• [Records supplied]:
┄┄┄┄┄┄

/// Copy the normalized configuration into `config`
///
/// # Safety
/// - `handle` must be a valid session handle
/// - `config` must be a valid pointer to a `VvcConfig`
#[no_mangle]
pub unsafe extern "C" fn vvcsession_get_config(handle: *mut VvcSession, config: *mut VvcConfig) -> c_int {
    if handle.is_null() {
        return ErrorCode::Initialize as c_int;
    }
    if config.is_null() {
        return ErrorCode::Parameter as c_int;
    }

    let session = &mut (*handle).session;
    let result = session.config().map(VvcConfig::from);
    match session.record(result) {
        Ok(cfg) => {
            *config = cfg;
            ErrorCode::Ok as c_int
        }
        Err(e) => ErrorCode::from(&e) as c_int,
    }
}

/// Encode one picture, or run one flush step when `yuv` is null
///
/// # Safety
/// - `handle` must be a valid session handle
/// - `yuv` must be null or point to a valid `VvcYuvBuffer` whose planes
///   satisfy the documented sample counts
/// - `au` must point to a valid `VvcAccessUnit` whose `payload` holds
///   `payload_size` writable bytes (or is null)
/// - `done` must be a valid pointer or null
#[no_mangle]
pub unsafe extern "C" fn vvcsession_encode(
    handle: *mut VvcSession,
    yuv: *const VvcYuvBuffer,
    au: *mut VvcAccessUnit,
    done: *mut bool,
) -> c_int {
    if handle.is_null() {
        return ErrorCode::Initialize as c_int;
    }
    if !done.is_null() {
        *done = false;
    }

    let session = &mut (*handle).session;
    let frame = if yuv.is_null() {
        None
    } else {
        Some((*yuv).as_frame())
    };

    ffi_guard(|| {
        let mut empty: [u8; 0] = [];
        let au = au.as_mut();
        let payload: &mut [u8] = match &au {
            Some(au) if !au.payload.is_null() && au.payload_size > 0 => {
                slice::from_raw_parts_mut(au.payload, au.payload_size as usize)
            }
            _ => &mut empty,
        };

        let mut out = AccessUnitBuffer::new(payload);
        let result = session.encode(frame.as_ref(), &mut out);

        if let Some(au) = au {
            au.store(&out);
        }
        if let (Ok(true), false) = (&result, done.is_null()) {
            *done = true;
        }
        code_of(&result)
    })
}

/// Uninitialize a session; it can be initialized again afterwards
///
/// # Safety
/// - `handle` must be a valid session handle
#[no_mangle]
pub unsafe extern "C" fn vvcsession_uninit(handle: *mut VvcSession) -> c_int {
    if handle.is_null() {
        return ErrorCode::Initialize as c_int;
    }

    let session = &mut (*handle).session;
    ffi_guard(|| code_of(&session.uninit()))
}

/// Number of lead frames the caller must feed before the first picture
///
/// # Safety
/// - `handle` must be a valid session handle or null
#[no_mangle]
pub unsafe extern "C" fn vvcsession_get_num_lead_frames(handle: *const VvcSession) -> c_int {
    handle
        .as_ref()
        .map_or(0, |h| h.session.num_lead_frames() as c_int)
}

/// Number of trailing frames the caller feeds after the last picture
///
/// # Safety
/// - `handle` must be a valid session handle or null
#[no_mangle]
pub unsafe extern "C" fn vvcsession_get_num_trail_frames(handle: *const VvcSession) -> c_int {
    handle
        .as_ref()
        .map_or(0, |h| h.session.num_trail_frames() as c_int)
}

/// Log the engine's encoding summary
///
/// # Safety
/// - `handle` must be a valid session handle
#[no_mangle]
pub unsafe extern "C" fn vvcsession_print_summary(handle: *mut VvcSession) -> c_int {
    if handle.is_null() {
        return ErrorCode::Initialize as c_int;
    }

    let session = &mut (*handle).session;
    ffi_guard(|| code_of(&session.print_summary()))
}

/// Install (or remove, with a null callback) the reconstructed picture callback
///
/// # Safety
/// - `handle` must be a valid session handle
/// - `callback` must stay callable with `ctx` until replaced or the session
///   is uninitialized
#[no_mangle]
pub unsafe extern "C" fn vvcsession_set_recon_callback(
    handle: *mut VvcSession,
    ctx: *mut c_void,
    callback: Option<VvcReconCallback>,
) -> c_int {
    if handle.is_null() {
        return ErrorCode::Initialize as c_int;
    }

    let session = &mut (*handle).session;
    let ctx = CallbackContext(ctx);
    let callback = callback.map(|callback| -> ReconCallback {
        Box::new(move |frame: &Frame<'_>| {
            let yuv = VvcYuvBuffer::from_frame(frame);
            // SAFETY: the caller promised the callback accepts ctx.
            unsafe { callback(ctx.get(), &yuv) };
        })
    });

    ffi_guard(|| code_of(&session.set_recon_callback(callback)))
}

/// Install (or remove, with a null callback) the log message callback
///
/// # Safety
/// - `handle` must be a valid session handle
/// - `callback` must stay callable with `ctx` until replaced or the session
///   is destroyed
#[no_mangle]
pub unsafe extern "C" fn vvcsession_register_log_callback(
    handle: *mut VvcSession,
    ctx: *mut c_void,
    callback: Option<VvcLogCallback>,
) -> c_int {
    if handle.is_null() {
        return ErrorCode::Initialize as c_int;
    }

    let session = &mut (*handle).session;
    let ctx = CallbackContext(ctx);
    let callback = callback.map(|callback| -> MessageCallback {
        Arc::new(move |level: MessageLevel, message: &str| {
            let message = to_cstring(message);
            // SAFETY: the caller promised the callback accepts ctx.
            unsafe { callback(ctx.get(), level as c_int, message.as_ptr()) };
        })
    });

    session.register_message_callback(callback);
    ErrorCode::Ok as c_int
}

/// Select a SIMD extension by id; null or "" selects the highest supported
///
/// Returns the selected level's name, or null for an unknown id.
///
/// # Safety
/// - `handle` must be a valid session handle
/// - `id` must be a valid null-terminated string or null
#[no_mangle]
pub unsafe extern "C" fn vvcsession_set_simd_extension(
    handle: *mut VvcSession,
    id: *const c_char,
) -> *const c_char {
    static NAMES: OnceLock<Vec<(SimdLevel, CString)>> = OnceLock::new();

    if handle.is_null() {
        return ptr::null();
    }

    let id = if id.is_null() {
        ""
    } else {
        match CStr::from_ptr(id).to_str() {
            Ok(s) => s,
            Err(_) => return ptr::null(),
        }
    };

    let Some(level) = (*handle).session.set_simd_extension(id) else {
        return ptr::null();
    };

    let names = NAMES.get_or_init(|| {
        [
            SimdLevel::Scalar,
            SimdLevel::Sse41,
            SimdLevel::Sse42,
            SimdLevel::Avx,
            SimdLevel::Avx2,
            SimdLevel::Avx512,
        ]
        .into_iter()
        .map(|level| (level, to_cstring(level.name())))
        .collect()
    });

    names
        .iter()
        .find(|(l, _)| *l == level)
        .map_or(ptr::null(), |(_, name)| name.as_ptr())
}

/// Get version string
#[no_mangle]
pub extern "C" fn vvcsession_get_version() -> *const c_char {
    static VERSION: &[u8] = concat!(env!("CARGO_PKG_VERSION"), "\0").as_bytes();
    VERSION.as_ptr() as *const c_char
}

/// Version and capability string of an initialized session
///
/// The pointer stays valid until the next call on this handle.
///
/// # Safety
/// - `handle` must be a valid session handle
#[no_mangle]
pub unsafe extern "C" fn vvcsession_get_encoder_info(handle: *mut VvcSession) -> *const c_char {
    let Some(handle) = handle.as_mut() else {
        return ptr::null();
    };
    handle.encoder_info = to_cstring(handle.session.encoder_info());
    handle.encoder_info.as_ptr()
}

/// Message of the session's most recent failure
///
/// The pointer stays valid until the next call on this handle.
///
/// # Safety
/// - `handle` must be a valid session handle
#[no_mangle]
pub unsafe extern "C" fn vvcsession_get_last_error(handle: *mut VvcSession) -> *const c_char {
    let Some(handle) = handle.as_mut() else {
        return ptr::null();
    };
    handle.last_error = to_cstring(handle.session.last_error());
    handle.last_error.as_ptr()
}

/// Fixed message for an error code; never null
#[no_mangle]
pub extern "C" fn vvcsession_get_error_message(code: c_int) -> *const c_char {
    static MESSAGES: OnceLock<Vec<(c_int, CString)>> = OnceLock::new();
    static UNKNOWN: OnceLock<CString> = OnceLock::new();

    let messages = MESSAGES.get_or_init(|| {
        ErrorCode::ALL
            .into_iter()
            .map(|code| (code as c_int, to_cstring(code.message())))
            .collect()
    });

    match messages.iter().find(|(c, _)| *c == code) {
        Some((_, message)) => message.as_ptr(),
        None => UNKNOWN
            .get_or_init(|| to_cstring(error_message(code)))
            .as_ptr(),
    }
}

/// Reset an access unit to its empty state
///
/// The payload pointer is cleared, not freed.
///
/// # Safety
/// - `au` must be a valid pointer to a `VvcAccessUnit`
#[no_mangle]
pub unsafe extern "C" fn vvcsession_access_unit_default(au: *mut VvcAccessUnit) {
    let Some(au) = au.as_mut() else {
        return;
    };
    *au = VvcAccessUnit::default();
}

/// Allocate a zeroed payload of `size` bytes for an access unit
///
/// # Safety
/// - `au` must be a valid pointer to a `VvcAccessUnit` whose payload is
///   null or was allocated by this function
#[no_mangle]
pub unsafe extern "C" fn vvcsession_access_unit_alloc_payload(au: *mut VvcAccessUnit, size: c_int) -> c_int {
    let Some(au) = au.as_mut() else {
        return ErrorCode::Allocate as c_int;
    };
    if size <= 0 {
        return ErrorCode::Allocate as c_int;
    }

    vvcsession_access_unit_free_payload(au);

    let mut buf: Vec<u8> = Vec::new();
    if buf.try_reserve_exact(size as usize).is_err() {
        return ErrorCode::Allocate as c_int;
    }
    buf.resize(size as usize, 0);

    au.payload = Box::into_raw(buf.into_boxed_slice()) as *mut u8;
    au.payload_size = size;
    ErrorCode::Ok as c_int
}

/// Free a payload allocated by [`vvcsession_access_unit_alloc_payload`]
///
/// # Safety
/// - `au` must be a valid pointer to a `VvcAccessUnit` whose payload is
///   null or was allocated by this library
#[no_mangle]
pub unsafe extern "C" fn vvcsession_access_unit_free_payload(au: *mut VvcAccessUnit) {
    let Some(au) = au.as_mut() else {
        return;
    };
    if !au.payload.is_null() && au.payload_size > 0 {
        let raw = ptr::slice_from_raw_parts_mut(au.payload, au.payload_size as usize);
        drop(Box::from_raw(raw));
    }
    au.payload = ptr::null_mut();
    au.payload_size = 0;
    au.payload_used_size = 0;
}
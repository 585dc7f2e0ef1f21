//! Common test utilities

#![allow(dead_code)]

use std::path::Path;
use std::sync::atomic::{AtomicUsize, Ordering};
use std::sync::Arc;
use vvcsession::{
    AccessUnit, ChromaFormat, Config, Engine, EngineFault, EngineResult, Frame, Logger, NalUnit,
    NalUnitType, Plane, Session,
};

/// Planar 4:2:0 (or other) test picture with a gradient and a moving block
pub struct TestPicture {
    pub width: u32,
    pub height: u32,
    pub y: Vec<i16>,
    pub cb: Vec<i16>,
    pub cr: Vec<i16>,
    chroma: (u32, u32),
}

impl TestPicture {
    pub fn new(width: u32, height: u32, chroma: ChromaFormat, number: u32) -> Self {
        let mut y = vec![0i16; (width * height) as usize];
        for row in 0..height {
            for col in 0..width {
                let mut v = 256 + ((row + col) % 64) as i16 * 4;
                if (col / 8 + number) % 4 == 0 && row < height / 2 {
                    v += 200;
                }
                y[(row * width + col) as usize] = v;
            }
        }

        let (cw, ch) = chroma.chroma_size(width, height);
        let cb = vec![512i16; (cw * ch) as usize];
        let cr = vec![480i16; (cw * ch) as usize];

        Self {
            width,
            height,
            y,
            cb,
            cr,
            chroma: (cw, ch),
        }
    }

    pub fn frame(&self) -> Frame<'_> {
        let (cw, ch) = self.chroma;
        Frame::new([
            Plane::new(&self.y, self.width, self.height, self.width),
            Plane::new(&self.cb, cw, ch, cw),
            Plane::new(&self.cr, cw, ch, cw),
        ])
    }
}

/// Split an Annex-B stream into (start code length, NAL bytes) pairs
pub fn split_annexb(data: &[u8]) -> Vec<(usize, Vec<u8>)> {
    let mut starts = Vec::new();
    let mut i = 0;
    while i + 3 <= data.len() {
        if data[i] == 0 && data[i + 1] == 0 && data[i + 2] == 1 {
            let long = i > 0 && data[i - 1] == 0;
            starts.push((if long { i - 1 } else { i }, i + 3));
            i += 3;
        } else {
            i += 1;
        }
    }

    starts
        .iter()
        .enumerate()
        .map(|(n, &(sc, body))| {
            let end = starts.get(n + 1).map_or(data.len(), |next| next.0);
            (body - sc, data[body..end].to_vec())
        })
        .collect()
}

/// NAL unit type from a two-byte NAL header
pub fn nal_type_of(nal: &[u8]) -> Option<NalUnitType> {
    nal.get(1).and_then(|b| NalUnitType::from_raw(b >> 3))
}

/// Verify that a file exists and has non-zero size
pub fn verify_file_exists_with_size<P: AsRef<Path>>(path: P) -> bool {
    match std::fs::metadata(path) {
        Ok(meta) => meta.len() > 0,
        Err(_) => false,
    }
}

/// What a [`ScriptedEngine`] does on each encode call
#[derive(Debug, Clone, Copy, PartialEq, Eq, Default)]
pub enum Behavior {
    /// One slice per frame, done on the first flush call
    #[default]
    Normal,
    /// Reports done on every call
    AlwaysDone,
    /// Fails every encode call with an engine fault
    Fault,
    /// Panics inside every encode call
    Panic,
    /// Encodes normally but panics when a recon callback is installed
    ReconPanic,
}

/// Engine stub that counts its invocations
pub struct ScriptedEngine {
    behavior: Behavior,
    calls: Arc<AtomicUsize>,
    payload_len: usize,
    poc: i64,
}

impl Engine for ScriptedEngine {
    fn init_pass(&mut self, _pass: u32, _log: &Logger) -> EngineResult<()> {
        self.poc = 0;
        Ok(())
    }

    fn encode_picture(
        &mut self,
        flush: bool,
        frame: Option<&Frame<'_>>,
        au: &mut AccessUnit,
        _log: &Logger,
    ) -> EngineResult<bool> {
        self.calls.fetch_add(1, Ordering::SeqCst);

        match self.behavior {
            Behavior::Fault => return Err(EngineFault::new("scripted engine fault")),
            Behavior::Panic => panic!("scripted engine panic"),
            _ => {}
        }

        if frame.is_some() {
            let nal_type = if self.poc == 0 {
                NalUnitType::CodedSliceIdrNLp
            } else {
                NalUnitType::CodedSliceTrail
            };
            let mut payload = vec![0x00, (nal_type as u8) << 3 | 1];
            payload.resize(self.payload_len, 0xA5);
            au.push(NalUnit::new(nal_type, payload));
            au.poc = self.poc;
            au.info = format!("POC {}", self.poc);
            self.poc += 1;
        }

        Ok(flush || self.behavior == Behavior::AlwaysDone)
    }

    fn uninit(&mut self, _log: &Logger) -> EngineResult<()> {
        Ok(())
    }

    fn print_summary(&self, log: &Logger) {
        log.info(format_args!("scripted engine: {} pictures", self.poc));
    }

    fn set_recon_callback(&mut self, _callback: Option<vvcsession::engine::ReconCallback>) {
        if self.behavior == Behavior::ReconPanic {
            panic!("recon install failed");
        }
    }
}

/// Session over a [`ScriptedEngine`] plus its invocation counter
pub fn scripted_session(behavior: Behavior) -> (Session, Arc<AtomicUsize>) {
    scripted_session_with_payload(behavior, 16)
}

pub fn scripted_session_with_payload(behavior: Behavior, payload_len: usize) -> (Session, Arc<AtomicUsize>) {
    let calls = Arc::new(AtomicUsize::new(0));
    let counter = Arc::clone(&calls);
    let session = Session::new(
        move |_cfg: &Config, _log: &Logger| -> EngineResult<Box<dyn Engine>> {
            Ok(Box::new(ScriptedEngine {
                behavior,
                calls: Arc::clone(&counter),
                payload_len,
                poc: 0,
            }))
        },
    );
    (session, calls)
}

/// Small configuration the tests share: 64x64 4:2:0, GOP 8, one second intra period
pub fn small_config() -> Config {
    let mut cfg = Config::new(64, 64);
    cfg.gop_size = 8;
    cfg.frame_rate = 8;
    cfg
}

┄┄┄┄┄┄

• [Brief]: Every line in the data that holds "width" should be copied out.

• [Solution to this task]:
    pub width: u32,
    pub fn new(width: u32, height: u32, chroma: ChromaFormat, number: u32) -> Self {
        let mut y = vec![0i16; (width * height) as usize];
            for col in 0..width {
                y[(row * width + col) as usize] = v;
        let (cw, ch) = chroma.chroma_size(width, height);
            width,
            Plane::new(&self.y, self.width, self.height, self.width),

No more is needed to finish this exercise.